## [ABOUT THIS EXERCISE]
Search the records for "AssumeRoleSource" and copy each line that holds it.

## [Records from a data source]
- Opening Delimiter -
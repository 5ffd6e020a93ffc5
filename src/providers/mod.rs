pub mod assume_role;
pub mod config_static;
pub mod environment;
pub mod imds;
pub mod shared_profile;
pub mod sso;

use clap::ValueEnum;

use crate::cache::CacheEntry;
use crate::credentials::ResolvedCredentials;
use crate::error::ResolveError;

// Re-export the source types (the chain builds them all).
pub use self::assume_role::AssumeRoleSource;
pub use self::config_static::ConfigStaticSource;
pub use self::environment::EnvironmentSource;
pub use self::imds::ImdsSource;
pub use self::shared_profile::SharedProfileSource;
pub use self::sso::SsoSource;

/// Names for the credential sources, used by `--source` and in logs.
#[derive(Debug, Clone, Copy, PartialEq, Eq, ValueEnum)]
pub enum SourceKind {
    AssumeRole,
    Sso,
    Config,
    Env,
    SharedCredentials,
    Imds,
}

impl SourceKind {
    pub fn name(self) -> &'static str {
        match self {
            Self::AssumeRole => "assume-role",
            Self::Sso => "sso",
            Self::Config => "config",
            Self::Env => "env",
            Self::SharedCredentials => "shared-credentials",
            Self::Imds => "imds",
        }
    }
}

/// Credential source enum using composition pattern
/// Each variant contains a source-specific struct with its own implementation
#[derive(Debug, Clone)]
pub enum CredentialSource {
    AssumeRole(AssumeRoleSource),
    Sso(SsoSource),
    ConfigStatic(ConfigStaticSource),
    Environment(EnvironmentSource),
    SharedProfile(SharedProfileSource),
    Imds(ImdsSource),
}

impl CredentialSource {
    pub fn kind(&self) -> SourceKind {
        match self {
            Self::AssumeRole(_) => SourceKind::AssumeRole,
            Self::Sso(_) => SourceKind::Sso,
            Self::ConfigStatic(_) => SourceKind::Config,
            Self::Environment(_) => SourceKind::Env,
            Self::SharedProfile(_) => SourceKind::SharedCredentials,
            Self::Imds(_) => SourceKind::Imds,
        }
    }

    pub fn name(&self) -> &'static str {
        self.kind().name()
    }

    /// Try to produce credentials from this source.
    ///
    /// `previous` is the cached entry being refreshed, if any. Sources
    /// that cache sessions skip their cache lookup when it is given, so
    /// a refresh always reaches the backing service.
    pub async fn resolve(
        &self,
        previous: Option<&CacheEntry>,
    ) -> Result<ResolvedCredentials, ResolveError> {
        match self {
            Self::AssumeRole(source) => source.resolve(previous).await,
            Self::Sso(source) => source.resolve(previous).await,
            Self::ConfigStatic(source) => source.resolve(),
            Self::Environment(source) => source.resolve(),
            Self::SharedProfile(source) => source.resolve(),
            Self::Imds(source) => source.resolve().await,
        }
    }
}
- Closing Delimiter -
- Opening Delimiter -
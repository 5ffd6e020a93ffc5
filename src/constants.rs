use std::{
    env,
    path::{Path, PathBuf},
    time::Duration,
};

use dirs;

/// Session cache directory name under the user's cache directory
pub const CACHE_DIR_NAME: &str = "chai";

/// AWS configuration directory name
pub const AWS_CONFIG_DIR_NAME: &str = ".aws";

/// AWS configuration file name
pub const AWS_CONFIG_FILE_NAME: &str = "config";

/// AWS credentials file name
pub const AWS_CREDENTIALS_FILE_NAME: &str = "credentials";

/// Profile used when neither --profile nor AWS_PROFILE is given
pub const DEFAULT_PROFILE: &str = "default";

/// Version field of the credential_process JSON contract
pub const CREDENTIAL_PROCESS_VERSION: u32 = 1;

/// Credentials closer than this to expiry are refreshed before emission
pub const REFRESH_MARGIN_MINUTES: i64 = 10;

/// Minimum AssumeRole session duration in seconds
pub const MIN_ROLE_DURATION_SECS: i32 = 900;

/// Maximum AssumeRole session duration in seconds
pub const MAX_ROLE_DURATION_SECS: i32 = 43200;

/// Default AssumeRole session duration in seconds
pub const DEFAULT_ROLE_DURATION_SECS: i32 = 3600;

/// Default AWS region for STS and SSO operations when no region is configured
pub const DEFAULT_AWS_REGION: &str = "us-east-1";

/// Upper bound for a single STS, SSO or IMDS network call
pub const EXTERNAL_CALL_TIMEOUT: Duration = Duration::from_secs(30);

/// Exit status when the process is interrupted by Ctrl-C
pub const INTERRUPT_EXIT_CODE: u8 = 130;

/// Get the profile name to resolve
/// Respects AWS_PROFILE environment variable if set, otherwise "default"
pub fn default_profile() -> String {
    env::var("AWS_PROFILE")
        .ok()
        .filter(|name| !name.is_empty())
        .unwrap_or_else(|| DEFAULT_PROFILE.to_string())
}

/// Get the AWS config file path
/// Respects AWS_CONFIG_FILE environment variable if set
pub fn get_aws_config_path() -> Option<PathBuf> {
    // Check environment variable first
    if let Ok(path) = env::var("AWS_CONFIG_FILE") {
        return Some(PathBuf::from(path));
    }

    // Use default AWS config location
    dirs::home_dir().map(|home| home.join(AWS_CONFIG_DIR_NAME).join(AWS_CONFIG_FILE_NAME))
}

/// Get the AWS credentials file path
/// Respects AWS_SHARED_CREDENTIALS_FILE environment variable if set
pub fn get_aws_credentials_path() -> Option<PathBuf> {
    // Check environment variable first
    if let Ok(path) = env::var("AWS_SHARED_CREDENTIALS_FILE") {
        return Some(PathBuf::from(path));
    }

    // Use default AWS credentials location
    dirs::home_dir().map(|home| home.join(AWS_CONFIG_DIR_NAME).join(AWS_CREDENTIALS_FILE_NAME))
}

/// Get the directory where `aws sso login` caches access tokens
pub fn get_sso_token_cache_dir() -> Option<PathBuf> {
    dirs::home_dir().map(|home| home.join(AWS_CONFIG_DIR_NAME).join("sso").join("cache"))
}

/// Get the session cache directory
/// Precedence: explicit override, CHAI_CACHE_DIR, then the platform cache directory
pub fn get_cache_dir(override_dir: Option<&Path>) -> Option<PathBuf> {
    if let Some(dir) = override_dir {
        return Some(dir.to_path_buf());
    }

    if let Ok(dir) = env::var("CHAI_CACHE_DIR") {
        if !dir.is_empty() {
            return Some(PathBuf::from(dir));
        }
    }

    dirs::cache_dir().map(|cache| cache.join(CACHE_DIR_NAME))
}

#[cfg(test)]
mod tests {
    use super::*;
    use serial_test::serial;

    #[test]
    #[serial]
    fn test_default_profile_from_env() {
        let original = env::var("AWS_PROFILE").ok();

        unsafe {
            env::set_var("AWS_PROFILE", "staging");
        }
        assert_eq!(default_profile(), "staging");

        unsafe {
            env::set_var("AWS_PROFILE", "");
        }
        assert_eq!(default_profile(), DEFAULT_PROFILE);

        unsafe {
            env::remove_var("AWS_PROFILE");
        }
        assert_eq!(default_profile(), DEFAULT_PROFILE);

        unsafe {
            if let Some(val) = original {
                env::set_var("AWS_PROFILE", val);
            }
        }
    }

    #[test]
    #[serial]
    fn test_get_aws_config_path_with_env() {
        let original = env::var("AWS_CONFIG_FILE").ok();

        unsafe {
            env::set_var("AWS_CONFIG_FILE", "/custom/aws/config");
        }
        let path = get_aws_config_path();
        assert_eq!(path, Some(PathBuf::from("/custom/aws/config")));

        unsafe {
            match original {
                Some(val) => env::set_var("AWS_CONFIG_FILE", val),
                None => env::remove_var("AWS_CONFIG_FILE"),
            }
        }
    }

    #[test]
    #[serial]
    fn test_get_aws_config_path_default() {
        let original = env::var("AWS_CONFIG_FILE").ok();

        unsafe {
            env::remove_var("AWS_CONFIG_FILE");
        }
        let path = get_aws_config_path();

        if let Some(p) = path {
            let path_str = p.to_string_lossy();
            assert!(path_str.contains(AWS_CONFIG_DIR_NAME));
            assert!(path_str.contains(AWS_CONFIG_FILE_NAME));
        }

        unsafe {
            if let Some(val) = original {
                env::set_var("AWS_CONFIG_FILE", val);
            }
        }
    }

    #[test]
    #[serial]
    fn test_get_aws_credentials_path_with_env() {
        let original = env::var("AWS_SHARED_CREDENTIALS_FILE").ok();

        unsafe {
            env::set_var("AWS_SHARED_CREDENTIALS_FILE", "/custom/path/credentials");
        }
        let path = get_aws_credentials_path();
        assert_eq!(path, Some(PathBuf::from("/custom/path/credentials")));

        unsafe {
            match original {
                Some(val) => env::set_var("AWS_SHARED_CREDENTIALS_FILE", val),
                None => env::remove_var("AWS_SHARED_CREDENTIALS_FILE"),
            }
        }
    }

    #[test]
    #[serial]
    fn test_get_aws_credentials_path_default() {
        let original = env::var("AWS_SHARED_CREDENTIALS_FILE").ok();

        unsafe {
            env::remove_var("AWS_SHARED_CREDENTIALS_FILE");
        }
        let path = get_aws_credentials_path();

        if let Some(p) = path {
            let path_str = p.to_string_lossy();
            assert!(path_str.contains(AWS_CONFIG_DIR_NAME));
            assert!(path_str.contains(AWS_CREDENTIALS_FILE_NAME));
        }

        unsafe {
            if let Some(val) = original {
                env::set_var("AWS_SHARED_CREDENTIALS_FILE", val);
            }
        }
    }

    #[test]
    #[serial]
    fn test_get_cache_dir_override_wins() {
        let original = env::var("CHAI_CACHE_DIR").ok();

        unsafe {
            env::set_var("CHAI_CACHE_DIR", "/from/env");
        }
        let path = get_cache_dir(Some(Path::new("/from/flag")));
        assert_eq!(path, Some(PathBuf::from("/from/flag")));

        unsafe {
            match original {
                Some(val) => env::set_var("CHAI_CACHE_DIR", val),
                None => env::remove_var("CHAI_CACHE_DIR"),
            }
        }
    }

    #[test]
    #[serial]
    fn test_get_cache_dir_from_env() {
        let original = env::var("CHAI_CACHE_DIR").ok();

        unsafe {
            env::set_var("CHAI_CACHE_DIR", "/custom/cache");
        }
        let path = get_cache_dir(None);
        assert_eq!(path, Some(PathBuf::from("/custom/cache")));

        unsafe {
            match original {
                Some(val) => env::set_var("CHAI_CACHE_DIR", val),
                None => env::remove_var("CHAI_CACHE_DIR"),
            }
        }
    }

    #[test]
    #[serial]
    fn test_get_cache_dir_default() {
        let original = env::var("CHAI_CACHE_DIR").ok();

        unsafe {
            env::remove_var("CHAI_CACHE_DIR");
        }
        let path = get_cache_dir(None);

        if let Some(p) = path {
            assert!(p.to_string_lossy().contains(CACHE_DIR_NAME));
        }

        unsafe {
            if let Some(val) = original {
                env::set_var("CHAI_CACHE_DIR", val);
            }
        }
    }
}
- Closing Delimiter -
## [ANSWER FOR THE TASK]
pub use self::assume_role::AssumeRoleSource;
    AssumeRole(AssumeRoleSource),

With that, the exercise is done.